_Exercise directions_: Please output, without any change, the lines of the material below from the very first through the one with "pub mod extract;".
-----
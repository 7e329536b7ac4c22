//! wirescope-analysis: dependency tree resolution for Go codebases wired
//! with `google/wire`.
//!
//! Pipeline: scanner → Go parser → codebase index → root discovery →
//! dependency resolver → reporters / graph export.

pub mod analyzer;
pub mod builtin;
pub mod codebase;
pub mod extract;
pub mod graph;
pub mod parsers;
pub mod reporters;
pub mod resolver;
pub mod scanner;
pub mod wiring;

pub use analyzer::{WireAnalysis, WireAnalyzer};
pub use codebase::CodebaseIndex;
pub use resolver::{DependencyForest, DependencyResolver, FieldNode, InterfaceResolution, ResolvedType, SkipReason, TypeId, TypeKey};
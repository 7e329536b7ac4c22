//! Graph view of a resolution forest (petgraph), for cycle detection and
//! reachability queries.

use petgraph::algo::tarjan_scc;
use petgraph::graph::{DiGraph, NodeIndex};
use petgraph::visit::{Dfs, EdgeRef};
use serde::{Deserialize, Serialize};

use crate::resolver::{DependencyForest, FieldNode, InterfaceResolution, TypeId};

#[derive(Debug, Clone, Copy, PartialEq, Eq, Hash, Serialize, Deserialize)]
#[serde(rename_all = "snake_case")]
pub enum EdgeKind {
    /// A concrete field's type.
    Field,
    /// An interface field bound to its implementation.
    Binding,
}

#[derive(Debug, Clone, PartialEq, Eq, Serialize, Deserialize)]
pub struct DependencyEdge {
    pub field_name: String,
    pub kind: EdgeKind,
}

/// One node per arena entry, node index equal to the `TypeId`.
pub struct DependencyGraph {
    graph: DiGraph<TypeId, DependencyEdge>,
}

impl DependencyGraph {
    pub fn from_forest(forest: &DependencyForest) -> Self {
        let mut graph = DiGraph::with_capacity(forest.len(), forest.len());
        for (id, _) in forest.iter() {
            graph.add_node(id);
        }
        for (id, node) in forest.iter() {
            for field in &node.fields {
                let (target, kind) = match field {
                    FieldNode::Concrete { resolved, .. } => (*resolved, EdgeKind::Field),
                    FieldNode::Interface {
                        resolution: InterfaceResolution::ResolvedTo(target),
                        ..
                    } => (*target, EdgeKind::Binding),
                    _ => continue,
                };
                graph.add_edge(
                    node_index(id),
                    node_index(target),
                    DependencyEdge {
                        field_name: field.field_name().to_string(),
                        kind,
                    },
                );
            }
        }
        Self { graph }
    }

    pub fn node_count(&self) -> usize {
        self.graph.node_count()
    }

    pub fn edge_count(&self) -> usize {
        self.graph.edge_count()
    }

    pub fn contains(&self, id: TypeId) -> bool {
        id.index() < self.graph.node_count()
    }

    /// Direct dependencies of `id` with their edges. Empty for an id not in
    /// the graph.
    pub fn dependencies(&self, id: TypeId) -> Vec<(TypeId, &DependencyEdge)> {
        if !self.contains(id) {
            return Vec::new();
        }
        let mut deps: Vec<(TypeId, &DependencyEdge)> = self
            .graph
            .edges(node_index(id))
            .map(|e| (self.graph[e.target()], e.weight()))
            .collect();
        deps.sort_by_key(|(target, edge)| (*target, edge.field_name.clone()));
        deps
    }

    /// Every type reachable from `id`, `id` included. Empty for an id not
    /// in the graph.
    pub fn reachable_from(&self, id: TypeId) -> Vec<TypeId> {
        if !self.contains(id) {
            return Vec::new();
        }
        let mut dfs = Dfs::new(&self.graph, node_index(id));
        let mut reached = Vec::new();
        while let Some(node) = dfs.next(&self.graph) {
            reached.push(self.graph[node]);
        }
        reached.sort();
        reached
    }

    /// Strongly connected components forming cycles: more than one node, or
    /// a single node with a self-loop. Each component is sorted, components
    /// are ordered by their first member.
    pub fn cycles(&self) -> Vec<Vec<TypeId>> {
        let mut cycles: Vec<Vec<TypeId>> = tarjan_scc(&self.graph)
            .into_iter()
            .filter(|scc| match scc.as_slice() {
                [single] => self.graph.contains_edge(*single, *single),
                _ => true,
            })
            .map(|scc| {
                let mut ids: Vec<TypeId> = scc.into_iter().map(|n| self.graph[n]).collect();
                ids.sort();
                ids
            })
            .collect();
        cycles.sort();
        cycles
    }
}

fn node_index(id: TypeId) -> NodeIndex {
    NodeIndex::new(id.index())
}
-----
_Answer section_:
repository 7e329536b7ac4c22
//! wirescope-analysis: dependency tree resolution for Go codebases wired
//! with `google/wire`.
//!
//! Pipeline: scanner → Go parser → codebase index → root discovery →
//! dependency resolver → reporters / graph export.

pub mod analyzer;
pub mod builtin;
pub mod codebase;
pub mod extract;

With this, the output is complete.